Call of Duty anti-cheat tool Ricochet ‘cloaks’ legit players to cheaters

By: Anry Sergeev | 28.04.2022, 19:25
Call of Duty anti-cheat tool Ricochet ‘cloaks’ legit players to cheaters

Call of Duty’s newest measure to stop cheaters is quite novel. Legitimate players are made inaccessible to cheaters. Developers told the community of the Ricochet anti-cheat system’s new feature, called Cloaking, in a blog post on Tuesday.

” With Cloaking, cheaters can be unable to spot other players in the game’s world.” Team Ricochet stated. “Characters, bullets, even sound from legitimate players will be undetectable to cheaters.”

Legitimate players, however, can still see and attack cheaters. “Generally, they’ll be the players you see spinning in circles hollering, ‘Who is shooting me?'” Team Ricochet wrote. Fair players are encouraged to “dole out in-game punishment.”

Ricochet is a kernel-level (meaning, very high-level access to software and applications installed on a PC) anti-cheat system that rolled out in Call of Duty: Warzone and Call of Duty: Vanguard‘s multiplayer when the latter launched in November. Ricochet is on the watch for applications that attempt to interact with or manipulate the Call of Duty client.

The Verge noted that, although Team Ricochet has announced Cloaking only now, it or some form of it has been seen in-game since at least mid-February.
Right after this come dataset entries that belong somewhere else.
use serde::Deserialize;
use std::path::Path;
use validator::Validate;

/// Main configuration for the Pamoja chat service
#[derive(Debug, Deserialize, Validate, Clone)]
pub struct Config {
    /// Interface to bind
    pub server_host: String,

    /// HTTP server port
    #[validate(range(min = 1024, max = 65535))]
    pub server_port: u16,

    /// Database URL (SeaORM / SQLite)
    pub database_url: String,

    /// Log level (e.g., info, debug, trace)
    pub log_level: String,

    /// Secret stretched into the conversation-history key. Without it history is
    /// stored through the plaintext fallback.
    #[validate(length(min = 16))]
    pub encryption_secret: Option<String>,

    /// HS256 secret used to verify bearer tokens issued by the auth service
    #[validate(length(min = 16))]
    pub jwt_secret: Option<String>,

    /// OpenAI-compatible completion endpoint base (without `/chat/completions`)
    pub completion_base_url: String,

    pub completion_api_key: Option<String>,

    pub completion_model: String,

    /// Upper bound on a single completion call
    #[validate(range(min = 1, max = 600))]
    pub completion_timeout_secs: u64,

    /// Prior messages sent to the model per turn; 0 sends the whole thread
    pub history_window: usize,

    pub whatsapp_verify_token: Option<String>,
    pub whatsapp_phone_number_id: Option<String>,
    pub whatsapp_access_token: Option<String>,

    /// Graph API base, including the version segment
    pub whatsapp_api_base_url: String,

    /// Per-IP request budget for the chat routes
    #[validate(range(min = 1, max = 100000))]
    pub rate_limit_per_minute: u32,

    pub cors_enabled: bool,
}

impl Default for Config {
    fn default() -> Self {
        Self {
            server_host: "127.0.0.1".to_string(),
            server_port: 8080,
            database_url: "sqlite://pamoja.db".to_string(),
            log_level: "info".to_string(),
            encryption_secret: None,
            jwt_secret: None,
            completion_base_url: "https://api.openai.com/v1".to_string(),
            completion_api_key: None,
            completion_model: "gpt-4o-mini".to_string(),
            completion_timeout_secs: 60,
            history_window: 0,
            whatsapp_verify_token: None,
            whatsapp_phone_number_id: None,
            whatsapp_access_token: None,
            whatsapp_api_base_url: "https://graph.facebook.com/v21.0".to_string(),
            rate_limit_per_minute: 60,
            cors_enabled: true,
        }
    }
}

impl Config {
    /// Load from `~/.pamoja/config` (if present) and `PAMOJA__*` environment variables.
    pub fn load() -> Result<Self, config::ConfigError> {
        Self::load_from(None)
    }

    /// Like [`Config::load`], with an explicit file taking the place of the default one.
    pub fn load_from(path: Option<&Path>) -> Result<Self, config::ConfigError> {
        let defaults = Config::default();

        let file_source = match path {
            Some(path) => config::File::from(path).required(true),
            None => config::File::with_name(&format!(
                "{}/.pamoja/config",
                std::env::var("HOME").unwrap_or_else(|_| ".".to_string())
            ))
            .required(false),
        };

        let settings = config::Config::builder()
            // Core defaults
            .set_default("server_host", defaults.server_host)?
            .set_default("server_port", defaults.server_port)?
            .set_default("database_url", defaults.database_url)?
            .set_default("log_level", defaults.log_level)?
            // Completion provider
            .set_default("completion_base_url", defaults.completion_base_url)?
            .set_default("completion_model", defaults.completion_model)?
            .set_default("completion_timeout_secs", defaults.completion_timeout_secs)?
            .set_default("history_window", defaults.history_window as u64)?
            // WhatsApp
            .set_default("whatsapp_api_base_url", defaults.whatsapp_api_base_url)?
            // HTTP surface
            .set_default("rate_limit_per_minute", defaults.rate_limit_per_minute)?
            .set_default("cors_enabled", defaults.cors_enabled)?
            .add_source(file_source)
            // Environment overrides: PAMOJA__ENCRYPTION_SECRET, PAMOJA__SERVER_PORT, etc.
            .add_source(config::Environment::with_prefix("PAMOJA").separator("__"))
            .build()?;

        let cfg: Config = settings.try_deserialize()?;
        cfg.validate()
            .map_err(|e| config::ConfigError::Message(e.to_string()))?;
        Ok(cfg)
    }

    pub fn whatsapp_enabled(&self) -> bool {
        self.whatsapp_phone_number_id.is_some() && self.whatsapp_access_token.is_some()
    }
}
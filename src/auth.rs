use axum::{
    extract::{FromRef, FromRequestParts},
    http::{header::AUTHORIZATION, request::Parts, StatusCode},
    response::{IntoResponse, Response},
    Json,
};
use jsonwebtoken::{decode, errors::ErrorKind, Algorithm, DecodingKey, Validation};
use serde::{Deserialize, Serialize};
use serde_json::json;
use std::sync::Arc;

use crate::config::Config;

/// Claims issued by the account service. `sub` is the user id.
#[derive(Debug, Clone, Serialize, Deserialize)]
pub struct Claims {
    pub sub: String,
    pub exp: usize,
}

#[derive(Debug, Clone, PartialEq, Eq)]
pub struct AuthenticatedUser {
    pub user_id: String,
}

/// Optional caller: no header means anonymous, but a bad token is still rejected.
#[derive(Debug, Clone, PartialEq, Eq)]
pub struct MaybeUser(pub Option<AuthenticatedUser>);

#[derive(Debug, PartialEq, Eq, thiserror::Error)]
pub enum AuthError {
    #[error("Authentication required")]
    Missing,
    #[error("Invalid authorization format")]
    InvalidFormat,
    #[error("Invalid or expired token")]
    InvalidToken,
    #[error("Token verification is not configured")]
    NotConfigured,
}

impl IntoResponse for AuthError {
    fn into_response(self) -> Response {
        let status = match self {
            AuthError::NotConfigured => StatusCode::INTERNAL_SERVER_ERROR,
            _ => StatusCode::UNAUTHORIZED,
        };
        let body = Json(json!({
            "success": false,
            "error": self.to_string()
        }));
        (status, body).into_response()
    }
}

pub fn verify_token(token: &str, secret: &str) -> Result<AuthenticatedUser, AuthError> {
    let validation = Validation::new(Algorithm::HS256);
    let data = decode::<Claims>(
        token,
        &DecodingKey::from_secret(secret.as_bytes()),
        &validation,
    )
    .map_err(|e| {
        match e.kind() {
            ErrorKind::ExpiredSignature => tracing::debug!("Rejected expired token"),
            _ => tracing::debug!("Rejected token: {}", e),
        }
        AuthError::InvalidToken
    })?;

    let user_id = data.claims.sub.trim();
    if user_id.is_empty() {
        return Err(AuthError::InvalidToken);
    }

    Ok(AuthenticatedUser {
        user_id: user_id.to_string(),
    })
}

fn authenticate(parts: &Parts, config: &Config) -> Result<Option<AuthenticatedUser>, AuthError> {
    let Some(header) = parts.headers.get(AUTHORIZATION) else {
        return Ok(None);
    };

    let token = header
        .to_str()
        .ok()
        .and_then(|value| value.strip_prefix("Bearer "))
        .map(str::trim)
        .filter(|token| !token.is_empty())
        .ok_or(AuthError::InvalidFormat)?;

    let secret = config.jwt_secret.as_deref().ok_or_else(|| {
        tracing::error!("Bearer token received but jwt_secret is not configured");
        AuthError::NotConfigured
    })?;

    verify_token(token, secret).map(Some)
}

impl<S> FromRequestParts<S> for MaybeUser
where
    S: Send + Sync,
    Arc<Config>: FromRef<S>,
{
    type Rejection = AuthError;

    async fn from_request_parts(parts: &mut Parts, state: &S) -> Result<Self, Self::Rejection> {
        let config = Arc::<Config>::from_ref(state);
        authenticate(parts, &config).map(MaybeUser)
    }
}

impl<S> FromRequestParts<S> for AuthenticatedUser
where
    S: Send + Sync,
    Arc<Config>: FromRef<S>,
{
    type Rejection = AuthError;

    async fn from_request_parts(parts: &mut Parts, state: &S) -> Result<Self, Self::Rejection> {
        let config = Arc::<Config>::from_ref(state);
        authenticate(parts, &config)?.ok_or(AuthError::Missing)
    }
}
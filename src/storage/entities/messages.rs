use sea_orm::entity::prelude::*;

#[derive(Clone, Debug, PartialEq, Eq, DeriveEntityModel)]
#[sea_orm(table_name = "messages")]
pub struct Model {
    #[sea_orm(primary_key, auto_increment = false)]
    pub id: String,
    pub conversation_id: String,
    pub position: i64,
    pub role: String,
    pub content: String,
    pub timestamp: String,
}

#[derive(Copy, Clone, Debug, EnumIter, DeriveRelation)]
pub enum Relation {
    #[sea_orm(
        belongs_to = "super::conversations::Entity",
        from = "Column::ConversationId",
        to = "super::conversations::Column::Id",
        on_delete = "Cascade"
    )]
    Conversation,
}

impl Related<super::conversations::Entity> for Entity {
    fn to() -> RelationDef {
        Relation::Conversation.def()
    }
}

impl ActiveModelBehavior for ActiveModel {}
pub mod cipher;

pub use cipher::{derive_key, CipherError, EncryptedPayload, HistoryCipher};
RICOCHET seems to have another trick up it’s sleeve to combat cheaters in #Warzone

The anticheat appears to be making “legit” players completely invisible to confirmed cheaters as you can see in this video. pic.twitter.com/T5H53HL8Bs

— ModernWarzone (@ModernWarzone) February 19, 2022

Team Ricochet noted that Cloaking will complement another mitigation technique, Damage Shield, introduced back in February. With Damage Shield, once Ricochet detects a player is tampering with the game, it disables their ability to inflict critical damage on others while still collecting data about what they’re doing and what’s on their system.

Elsewhere Team Ricochet stated that the studios in charge of maintaining multiplayer leaderboards have begun to delete cheaters. The deletion comes after “any security enforcement that results in a ban to a player.”

The team also reported that, since March 18 (when they reported that 90,000 cheaters had been banned that week), another 54,000 have have their accounts removed. “While we may not announce all bans as they happen, know they occur both daily and in waves,” Team Ricochet said.